Court of Appeals of Georgia

October 2, 2014

HARRIS
v.
THE STATE

Reconsideration denied December 4, 2014.

Effective assistance of counsel. Gwinnett Superior Court. Before Judge Head, pro hac vice.

Clark & Towne, Jessica R. Towne, for appellant.

Daniel J. Porter, District Attorney, Samantha Routh, Assistant District Attorney, for appellee.

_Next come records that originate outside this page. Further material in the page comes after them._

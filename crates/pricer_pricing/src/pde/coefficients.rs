//! PDE coefficient bundles.
//!
//! The solver works on
//!
//! ```text
//! ∂f/∂t + a(t, x) ∂²f/∂x² + b(t, x) ∂f/∂x + c(t, x) f = 0
//! ```
//!
//! where `t` runs along the time mesh. Both local volatility equations are
//! pure diffusions (`b = c = 0`) with `a = -½ σ² x²`.

use pricer_core::market_data::{ForwardCurve, LocalVolatilitySurface, SurfaceCoordinate};

use super::error::PdeError;

/// Coefficients `a`, `b` and `c` of the solved equation.
pub trait PdeCoefficients {
    /// Diffusion coefficient `a(t, x)`.
    fn diffusion(&self, t: f64, x: f64) -> Result<f64, PdeError>;

    /// Convection coefficient `b(t, x)`.
    fn convection(&self, _t: f64, _x: f64) -> Result<f64, PdeError> {
        Ok(0.0)
    }

    /// Source coefficient `c(t, x)`.
    fn source(&self, _t: f64, _x: f64) -> Result<f64, PdeError> {
        Ok(0.0)
    }
}

/// Forward (Dupire) equation in expiry `t` and moneyness `m`.
///
/// `a = -½ σ_m(t, m)² m²` on a moneyness surface.
#[derive(Debug)]
pub struct ForwardLocalVolCoefficients<'a, S: ?Sized> {
    surface: &'a S,
}

impl<'a, S> ForwardLocalVolCoefficients<'a, S>
where
    S: LocalVolatilitySurface<f64> + ?Sized,
{
    /// Wraps a moneyness surface.
    pub fn new(surface: &'a S) -> Self {
        Self { surface }
    }
}

impl<S> PdeCoefficients for ForwardLocalVolCoefficients<'_, S>
where
    S: LocalVolatilitySurface<f64> + ?Sized,
{
    #[inline]
    fn diffusion(&self, t: f64, m: f64) -> Result<f64, PdeError> {
        let sigma = self.surface.volatility(t, m)?;
        Ok(-0.5 * sigma * sigma * m * m)
    }
}

/// Backward equation in time to expiry `τ` and forward level `f` of `F(T)`.
///
/// `a = -½ σ(T - τ, x)² f²` where the surface coordinate is
/// `x = f·F(t)/F(T)` for a strike surface and `x = f/F(T)` for a moneyness
/// surface.
#[derive(Debug)]
pub struct BackwardLocalVolCoefficients<'a, S: ?Sized, C> {
    surface: &'a S,
    curve: &'a C,
    expiry: f64,
    terminal_forward: f64,
}

impl<'a, S, C> BackwardLocalVolCoefficients<'a, S, C>
where
    S: LocalVolatilitySurface<f64> + ?Sized,
    C: ForwardCurve<f64>,
{
    /// Coefficients for an option expiring at `expiry`.
    pub fn new(surface: &'a S, curve: &'a C, expiry: f64) -> Result<Self, PdeError> {
        let terminal_forward = curve.forward(expiry)?;
        Ok(Self {
            surface,
            curve,
            expiry,
            terminal_forward,
        })
    }

    /// Forward at expiry.
    #[inline]
    pub fn terminal_forward(&self) -> f64 {
        self.terminal_forward
    }

    /// Surface coordinate of forward level `f` at calendar time `t`.
    fn coordinate_of(&self, t: f64, f: f64) -> Result<f64, PdeError> {
        Ok(match self.surface.coordinate() {
            SurfaceCoordinate::Strike => f * self.curve.forward(t)? / self.terminal_forward,
            SurfaceCoordinate::Moneyness => f / self.terminal_forward,
        })
    }
}

impl<S, C> PdeCoefficients for BackwardLocalVolCoefficients<'_, S, C>
where
    S: LocalVolatilitySurface<f64> + ?Sized,
    C: ForwardCurve<f64>,
{
    fn diffusion(&self, tau: f64, f: f64) -> Result<f64, PdeError> {
        let t = (self.expiry - tau).max(0.0);
        let x = self.coordinate_of(t, f)?;
        let sigma = self.surface.volatility(t, x)?;
        Ok(-0.5 * sigma * sigma * f * f)
    }
}
//! Theta-method time stepping.
//!
//! Each step from `t_n` to `t_{n+1}` solves
//!
//! ```text
//! (I + θ Δt L_{n+1}) f_{n+1} = (I - (1 - θ) Δt L_n) f_n
//! ```
//!
//! where `L = a ∂² + b ∂ + c` is discretised with the non-uniform three-point
//! stencils. Boundary rows are replaced by the boundary conditions, which
//! keeps the system tridiagonal; it is solved with the Thomas algorithm.

use tracing::trace;

use super::boundary::{BoundaryCondition, BoundaryLocation};
use super::coefficients::PdeCoefficients;
use super::config::PdeConfig;
use super::error::{ConfigError, PdeError};
use super::stencil::Stencil;

/// Theta-method finite-difference solver.
///
/// `θ = 0` is explicit Euler, `θ = ½` Crank-Nicolson and `θ = 1` fully
/// implicit.
#[derive(Clone, Copy, Debug, PartialEq)]
pub struct ThetaMethodSolver {
    theta: f64,
}

impl ThetaMethodSolver {
    /// Creates a solver with weight `theta`.
    ///
    /// # Errors
    ///
    /// `ConfigError::InvalidParameter` if `theta` is outside `[0, 1]`.
    pub fn new(theta: f64) -> Result<Self, ConfigError> {
        if !(0.0..=1.0).contains(&theta) {
            return Err(ConfigError::InvalidParameter {
                name: "theta",
                value: format!("must be in [0, 1], got {}", theta),
            });
        }
        Ok(Self { theta })
    }

    /// Solver using the configured weight.
    #[inline]
    pub fn from_config(config: &PdeConfig) -> Self {
        Self {
            theta: config.theta(),
        }
    }

    /// Implicit weight.
    #[inline]
    pub fn theta(&self) -> f64 {
        self.theta
    }

    /// Evolves `initial` across `times` and returns the terminal slice.
    ///
    /// # Errors
    ///
    /// - `PdeError::Config` for fewer than three space nodes, fewer than two
    ///   time nodes, unsorted meshes, a mismatched initial slice or boundary
    ///   conditions given for the wrong end
    /// - `PdeError::MarketData` if a coefficient lookup fails
    /// - `PdeError::SingularSystem` on a zero pivot
    /// - `PdeError::NonFinite` if a step produces a non-finite value
    pub fn solve<P>(
        &self,
        coefficients: &P,
        space: &[f64],
        times: &[f64],
        initial: Vec<f64>,
        lower: BoundaryCondition,
        upper: BoundaryCondition,
    ) -> Result<Vec<f64>, PdeError>
    where
        P: PdeCoefficients + ?Sized,
    {
        check_mesh("space", space, 3)?;
        check_mesh("times", times, 2)?;
        if initial.len() != space.len() {
            return Err(ConfigError::InvalidParameter {
                name: "initial",
                value: format!(
                    "expected {} values, got {}",
                    space.len(),
                    initial.len()
                ),
            }
            .into());
        }
        if lower.location() != BoundaryLocation::Lower || upper.location() != BoundaryLocation::Upper {
            return Err(ConfigError::InvalidParameter {
                name: "boundary",
                value: "conditions must be given as (lower, upper)".to_string(),
            }
            .into());
        }

        let n = space.len();
        let stencils = Stencil::interior(space);
        let mut values = initial;
        let mut explicit = operator(coefficients, &stencils, space, times[0])?;

        let mut sub = vec![0.0; n];
        let mut diag = vec![0.0; n];
        let mut sup = vec![0.0; n];
        let mut rhs = vec![0.0; n];

        for step in 1..times.len() {
            let dt = times[step] - times[step - 1];
            let implicit = operator(coefficients, &stencils, space, times[step])?;
            let w_explicit = (1.0 - self.theta) * dt;
            let w_implicit = self.theta * dt;

            for i in 1..n - 1 {
                let [l, c, u] = explicit[i - 1];
                rhs[i] = values[i]
                    - w_explicit * (l * values[i - 1] + c * values[i] + u * values[i + 1]);

                let [l, c, u] = implicit[i - 1];
                sub[i] = w_implicit * l;
                diag[i] = 1.0 + w_implicit * c;
                sup[i] = w_implicit * u;
            }
            apply_lower(&lower, space, &mut diag, &mut sup, &mut rhs);
            apply_upper(&upper, space, &mut sub, &mut diag, &mut rhs);

            values = solve_tridiagonal(&sub, &diag, &sup, &rhs)?;
            if values.iter().any(|v| !v.is_finite()) {
                return Err(PdeError::NonFinite { step });
            }
            explicit = implicit;
        }

        trace!(nodes = n, steps = times.len() - 1, theta = self.theta, "theta-method solve");
        Ok(values)
    }
}

/// Discretised operator rows `(l, c, u)` of the interior nodes at time `t`.
fn operator<P>(
    coefficients: &P,
    stencils: &[Stencil],
    space: &[f64],
    t: f64,
) -> Result<Vec<[f64; 3]>, PdeError>
where
    P: PdeCoefficients + ?Sized,
{
    stencils
        .iter()
        .zip(&space[1..space.len() - 1])
        .map(|(s, &x)| {
            let a = coefficients.diffusion(t, x)?;
            let b = coefficients.convection(t, x)?;
            let c = coefficients.source(t, x)?;
            Ok([
                s.second[0] * a + s.first[0] * b,
                s.second[1] * a + s.first[1] * b + c,
                s.second[2] * a + s.first[2] * b,
            ])
        })
        .collect()
}

fn apply_lower(
    condition: &BoundaryCondition,
    space: &[f64],
    diag: &mut [f64],
    sup: &mut [f64],
    rhs: &mut [f64],
) {
    match *condition {
        BoundaryCondition::Dirichlet { level, .. } => {
            diag[0] = 1.0;
            sup[0] = 0.0;
            rhs[0] = level;
        }
        BoundaryCondition::Neumann { slope, .. } => {
            let dx = space[1] - space[0];
            diag[0] = -1.0 / dx;
            sup[0] = 1.0 / dx;
            rhs[0] = slope;
        }
    }
}

fn apply_upper(
    condition: &BoundaryCondition,
    space: &[f64],
    sub: &mut [f64],
    diag: &mut [f64],
    rhs: &mut [f64],
) {
    let n = space.len();
    match *condition {
        BoundaryCondition::Dirichlet { level, .. } => {
            sub[n - 1] = 0.0;
            diag[n - 1] = 1.0;
            rhs[n - 1] = level;
        }
        BoundaryCondition::Neumann { slope, .. } => {
            let dx = space[n - 1] - space[n - 2];
            sub[n - 1] = -1.0 / dx;
            diag[n - 1] = 1.0 / dx;
            rhs[n - 1] = slope;
        }
    }
}

/// Solves a tridiagonal system with the Thomas algorithm.
///
/// Row `i` reads `sub[i]·x[i-1] + diag[i]·x[i] + sup[i]·x[i+1] = rhs[i]`;
/// `sub[0]` and `sup[n-1]` are ignored.
///
/// # Errors
///
/// - `PdeError::Config` if the slices differ in length or are empty
/// - `PdeError::SingularSystem` on a zero pivot
///
/// # Examples
///
/// ```rust
/// use pricer_pricing::pde::solve_tridiagonal;
///
/// let x = solve_tridiagonal(&[0.0, 1.0], &[2.0, 2.0], &[1.0, 0.0], &[3.0, 3.0]).unwrap();
/// assert!((x[0] - 1.0).abs() < 1e-15 && (x[1] - 1.0).abs() < 1e-15);
/// ```
pub fn solve_tridiagonal(
    sub: &[f64],
    diag: &[f64],
    sup: &[f64],
    rhs: &[f64],
) -> Result<Vec<f64>, PdeError> {
    let n = diag.len();
    if n == 0 || sub.len() != n || sup.len() != n || rhs.len() != n {
        return Err(ConfigError::InvalidParameter {
            name: "system",
            value: "tridiagonal bands and right-hand side must share a non-zero length"
                .to_string(),
        }
        .into());
    }

    let mut c = vec![0.0; n];
    let mut d = vec![0.0; n];

    if diag[0] == 0.0 {
        return Err(PdeError::SingularSystem { row: 0 });
    }
    c[0] = sup[0] / diag[0];
    d[0] = rhs[0] / diag[0];

    for i in 1..n {
        let pivot = diag[i] - sub[i] * c[i - 1];
        if pivot == 0.0 {
            return Err(PdeError::SingularSystem { row: i });
        }
        c[i] = if i + 1 < n { sup[i] / pivot } else { 0.0 };
        d[i] = (rhs[i] - sub[i] * d[i - 1]) / pivot;
    }

    let mut x = d;
    for i in (0..n - 1).rev() {
        x[i] -= c[i] * x[i + 1];
    }
    Ok(x)
}

fn check_mesh(name: &'static str, nodes: &[f64], need: usize) -> Result<(), ConfigError> {
    if nodes.len() < need {
        return Err(ConfigError::InvalidStepCount {
            name,
            steps: nodes.len().saturating_sub(1),
        });
    }
    if nodes.iter().any(|x| !x.is_finite()) || nodes.windows(2).any(|w| w[0] >= w[1]) {
        return Err(ConfigError::InvalidParameter {
            name,
            value: "nodes must be finite and strictly increasing".to_string(),
        });
    }
    Ok(())
}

RAY, Judge. Andrews, P. J., and McFadden, J., concur.

OPINION

Ray, Judge.

Following a jury trial, Michael Orlando Harris was convicted of child molestation (OCGA § 16-6-4 (a)). On appeal, Harris contends that his trial counsel was ineffective in failing to render informed advice as to whether he should accept the State's offer of a negotiated guilty plea. For the reasons set forth below, we disagree and affirm.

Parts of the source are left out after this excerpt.